Un sommet des ministres chargés de l'espace, de l'Agence spatiale européenne ou de l'Union européenne – le format est encore en discussion – se tiendra à Toulouse au mois de février. Un travail parlementaire est également en cours. L'objectif est de présenter de nouveaux projets européens à cette occasion. Le commissaire Breton proposera prochainement un projet de constellation pour reprendre le leadership en matière spatiale. La Chine n'en a pas encore mais les États-Unis en disposent déjà en orbite basse. Nous ne pouvons pas rester à l'écart de ce mouvement. Tous les experts s'accordent à dire qu'il s'agit de l'avenir du système satellitaire et des connexions. L'espace est un domaine dans lequel nous avons un peu reculé, notamment sur les lanceurs, mais en tant qu'Européens, nous restons cependant les meilleurs mondiaux dans certains segments de marché. Il ne faut pas perdre cette excellence. J'espère que nous acterons le projet de constellation sous présidence française.

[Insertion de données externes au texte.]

#[cfg(test)]
mod tests {
    use super::*;

    const EXAM_JSON: &str = r#"{
        "id": "exam-1",
        "title": "Cell Biology",
        "description": "Practice paper",
        "durationMinutes": 45,
        "totalMarks": 6,
        "questions": [
            {
                "id": "q1",
                "text": "Capital of France?",
                "type": "multiple_choice",
                "options": ["Paris", "Rome", "Berlin", "Madrid"],
                "correctAnswer": "Paris",
                "explanation": "It is.",
                "marks": 1
            },
            {
                "id": "q2",
                "text": "Match the terms.",
                "type": "matching",
                "matchingPairs": [{"left": "Cell", "right": "Biology"}, {"left": "Atom", "right": "Physics"}],
                "correctAnswer": "1-A, 2-B",
                "marks": 2.0
            },
            {
                "id": "q3",
                "text": "Order the steps.",
                "type": "ordering",
                "orderedItems": ["Mix", "Bake", "Cool"],
                "options": ["stray"],
                "correctAnswer": "Mix, Bake, Cool",
                "explanation": "Recipe order.",
                "marks": 3,
                "sourceReference": "Cookbook p.4"
            }
        ]
    }"#;

    #[test]
    fn parses_clean_json() {
        let exam = parse_exam(EXAM_JSON).unwrap();
        assert_eq!(exam.title, "Cell Biology");
        assert_eq!(exam.questions.len(), 3);
        assert_eq!(exam.questions[1].marks, 2);
        assert_eq!(
            exam.questions[2].kind,
            QuestionKind::Ordering {
                items: vec!["Mix".into(), "Bake".into(), "Cool".into()]
            }
        );
        assert_eq!(exam.questions[1].explanation, "");
        assert!(exam.created_at.is_none());
    }

    #[test]
    fn falls_back_to_outermost_braces_when_wrapped_in_prose() {
        let wrapped = format!("Here is your exam:\n```json\n{}\n```\nGood luck!", EXAM_JSON);
        let exam = parse_exam(&wrapped).unwrap();
        assert_eq!(exam.id, "exam-1");
    }

    #[test]
    fn empty_response_is_rejected() {
        assert_eq!(parse_exam("   \n").unwrap_err(), ExamParseError::Empty);
    }

    #[test]
    fn invalid_span_is_rejected_with_remediation_hint() {
        let err = parse_exam("Sorry { this is not json }").unwrap_err();
        assert!(matches!(err, ExamParseError::Unparsable(_)));
        assert!(err.user_message().ends_with(REMEDIATION_HINT));

        let no_braces = parse_exam("I could not do that.").unwrap_err();
        assert!(matches!(no_braces, ExamParseError::Unparsable(_)));
    }

    #[test]
    fn missing_type_field_is_a_shape_error() {
        let json = EXAM_JSON.replace(r#""options": ["Paris", "Rome", "Berlin", "Madrid"],"#, "");
        let err = parse_exam(&json).unwrap_err();
        assert_eq!(
            err,
            ExamParseError::Shape(ResponseShapeError::MissingTypeField {
                question: "q1".to_string(),
                question_type: QuestionType::MultipleChoice,
                field: "options",
            })
        );
    }

    #[test]
    fn fractional_marks_are_rejected() {
        let json = EXAM_JSON.replace(r#""marks": 3,"#, r#""marks": 2.5,"#);
        assert!(matches!(
            parse_exam(&json),
            Err(ExamParseError::Shape(ResponseShapeError::NotAWholeNumber { .. }))
        ));
    }

    #[test]
    fn exam_without_questions_is_rejected() {
        let json = r#"{"id":"e","title":"t","description":"d","durationMinutes":10,"totalMarks":0,"questions":[]}"#;
        assert_eq!(
            parse_exam(json).unwrap_err(),
            ExamParseError::Shape(ResponseShapeError::NoQuestions)
        );
    }

    #[test]
    fn missing_duration_defaults_to_zero() {
        let json = r#"{"id":"e","title":"t","description":"d","totalMarks":1,
            "questions":[{"id":"q1","text":"Discuss.","type":"essay","correctAnswer":"Anything","marks":1}]}"#;
        let exam = parse_exam(json).unwrap();
        assert_eq!(exam.duration_minutes, 0);
        assert_eq!(exam.questions.len(), 1);
    }

    #[test]
    fn huge_marks_do_not_overflow_the_sum_check() {
        let json = r#"{"id":"e","title":"t","description":"d","totalMarks":1,
            "questions":[
                {"id":"q1","text":"a","type":"essay","correctAnswer":"x","marks":4294967295},
                {"id":"q2","text":"b","type":"essay","correctAnswer":"y","marks":2}
            ]}"#;
        let exam = parse_exam(json).unwrap();
        assert_eq!(exam.question_marks_sum(), u64::from(u32::MAX) + 2);
        assert_eq!(exam.total_marks, 1);
    }

    #[test]
    fn mismatched_total_is_trusted() {
        let json = EXAM_JSON.replace(r#""totalMarks": 6"#, r#""totalMarks": 100"#);
        assert_eq!(parse_exam(&json).unwrap().total_marks, 100);
    }

    #[test]
    fn stray_fields_are_dropped_on_round_trip() {
        let exam = parse_exam(EXAM_JSON).unwrap();
        let json = serde_json::to_value(&exam).unwrap();
        assert!(json["questions"][2].get("options").is_none());
        assert_eq!(json["questions"][1]["marks"], 2);

        let reloaded: Exam = serde_json::from_value(json).unwrap();
        assert_eq!(reloaded, exam);
    }

    #[test]
    fn analysis_outcome_collapses_failures() {
        assert_eq!(analysis_outcome::<String>(Ok("Key ideas".into())), "Key ideas");
        assert_eq!(analysis_outcome::<String>(Ok("  ".into())), ANALYSIS_UNAVAILABLE);
        assert_eq!(analysis_outcome::<String>(Err("timeout".into())), ANALYSIS_FAILED);
    }
}
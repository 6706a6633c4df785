//! crates/exam_forge_core/src/export.rs
//!
//! Plain-text rendition of an exam for download. Independent of the on-screen
//! reveal flag.

use rand::Rng;
use regex::Regex;
use std::fmt::Write as _;
use std::sync::LazyLock;

use crate::domain::{Exam, QuestionKind};
use crate::presenter::{letter_label, MatchingLayout};
use crate::shuffle::shuffled;

static WHITESPACE_RUN: LazyLock<Regex> =
    LazyLock::new(|| Regex::new(r"\s+").expect("whitespace regex is invalid"));

const MATCHING_HEADER: &str = "Column A          | Column B";
const MATCHING_RULE: &str = "------------------|------------------";

/// `Cell Biology 101` becomes `Cell_Biology_101_Exam.txt`.
pub fn export_file_name(title: &str) -> String {
    format!("{}_Exam.txt", WHITESPACE_RUN.replace_all(title, "_"))
}

/// Writes the exam as text.
///
/// With solutions the matching table keeps canonical order so the printed key
/// reads `1-A, 2-B, ...`; without them the right column is shuffled and
/// relettered. Ordering items are always shuffled.
pub fn export_exam<R: Rng + ?Sized>(exam: &Exam, include_solutions: bool, rng: &mut R) -> String {
    let mut out = String::new();

    // Writing into a String cannot fail.
    let _ = writeln!(out, "{}\n{}\n", exam.title, exam.description);
    let _ = writeln!(
        out,
        "Duration: {} Minutes | Total Marks: {}\n",
        exam.duration_minutes, exam.total_marks
    );

    for (idx, question) in exam.questions.iter().enumerate() {
        let _ = writeln!(
            out,
            "Question {} [{} Marks] ({})",
            idx + 1,
            question.marks,
            question.question_type().label().to_uppercase()
        );
        let _ = writeln!(out, "{}", question.text);

        let mut matching_key = None;
        match &question.kind {
            QuestionKind::MultipleChoice { options } | QuestionKind::TrueFalse { options } => {
                for (i, option) in options.iter().enumerate() {
                    let _ = writeln!(out, "{}) {}", letter_label(i), option);
                }
            }
            QuestionKind::Matching { pairs } => {
                let layout = if include_solutions {
                    MatchingLayout::canonical(pairs)
                } else {
                    MatchingLayout::shuffled(pairs, rng)
                };
                let _ = writeln!(out, "\n{}\n{}", MATCHING_HEADER, MATCHING_RULE);
                for (left, right) in layout.column_a.iter().zip(&layout.column_b) {
                    let _ = writeln!(
                        out,
                        "{}. {:<16} | {}. {}",
                        left.label, left.text, right.label, right.text
                    );
                }
                matching_key = Some(layout.key_line());
            }
            QuestionKind::Ordering { items } => {
                let _ = writeln!(out, "\nItems to order:");
                for item in shuffled(items, rng) {
                    let _ = writeln!(out, "[ ] {}", item);
                }
            }
            QuestionKind::ShortAnswer | QuestionKind::Essay | QuestionKind::FillBlank => {}
        }

        out.push('\n');
        if include_solutions {
            let _ = writeln!(out, "Solution: {}", question.correct_answer);
            if let Some(key) = matching_key {
                let _ = writeln!(out, "Pairs: {}", key);
            }
            if let QuestionKind::Ordering { items } = &question.kind {
                let _ = writeln!(out, "Correct Order: {}", items.join(" → "));
            }
            let _ = writeln!(out, "Explanation: {}\n", question.explanation);
        }
    }

    out
}
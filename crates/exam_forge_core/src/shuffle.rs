//! crates/exam_forge_core/src/shuffle.rs
//!
//! Uniform display permutations, reproducible from a render seed.

use rand::rngs::StdRng;
use rand::seq::SliceRandom;
use rand::SeedableRng;

pub fn render_rng(seed: u64) -> StdRng {
    StdRng::seed_from_u64(seed)
}

/// A uniformly random ordering of `0..len` (Fisher-Yates).
pub fn permutation<R: rand::Rng + ?Sized>(len: usize, rng: &mut R) -> Vec<usize> {
    let mut order: Vec<usize> = (0..len).collect();
    order.shuffle(rng);
    order
}

/// Clones `items` into a random order, leaving the input untouched.
pub fn shuffled<T: Clone, R: rand::Rng + ?Sized>(items: &[T], rng: &mut R) -> Vec<T> {
    permutation(items.len(), rng)
        .into_iter()
        .map(|i| items[i].clone())
        .collect()
}

#[cfg(test)]
mod tests {
    use super::*;

    #[test]
    fn permutation_covers_every_index_once() {
        let mut rng = render_rng(7);
        let mut order = permutation(12, &mut rng);
        order.sort_unstable();
        assert_eq!(order, (0..12).collect::<Vec<_>>());
    }

    #[test]
    fn same_seed_gives_same_order() {
        let items = ["Mix", "Bake", "Cool", "Serve"];
        let a = shuffled(&items, &mut render_rng(42));
        let b = shuffled(&items, &mut render_rng(42));
        assert_eq!(a, b);
    }

    #[test]
    fn every_position_is_reachable() {
        let mut rng = render_rng(1);
        let mut first_seen = [false; 3];
        for _ in 0..200 {
            first_seen[permutation(3, &mut rng)[0]] = true;
        }
        assert_eq!(first_seen, [true, true, true]);
    }
}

En ce qui concerne les lanceurs, nous devons restructurer notre industrie. Nous avons connu des compétitions stériles entre acteurs industriels européens, certains ayant parfois préféré faire cavalier seul. Bruno Le Maire s'attache à cette restructuration avec son homologue allemand. L'objectif est de mettre fin à ces compétitions qui nous affaiblissent face aux grands lanceurs privés américains. J'ai bon espoir que ces accords industriels seront actés au mois de février.
Dans le domaine de la gestion du trafic spatial, l'Europe est en pointe. Le commissaire Breton précisera dans les prochaines semaines quels projets concernent ce domaine ainsi que ceux liés au traitement des débris et au principe de l'accès libre à l'espace, que nous défendons en tant qu'Européens. Le programme spatial européen représente un total de 15 milliards d'euros sur la période 2021-2027. Nous avons significativement augmenté cette enveloppe.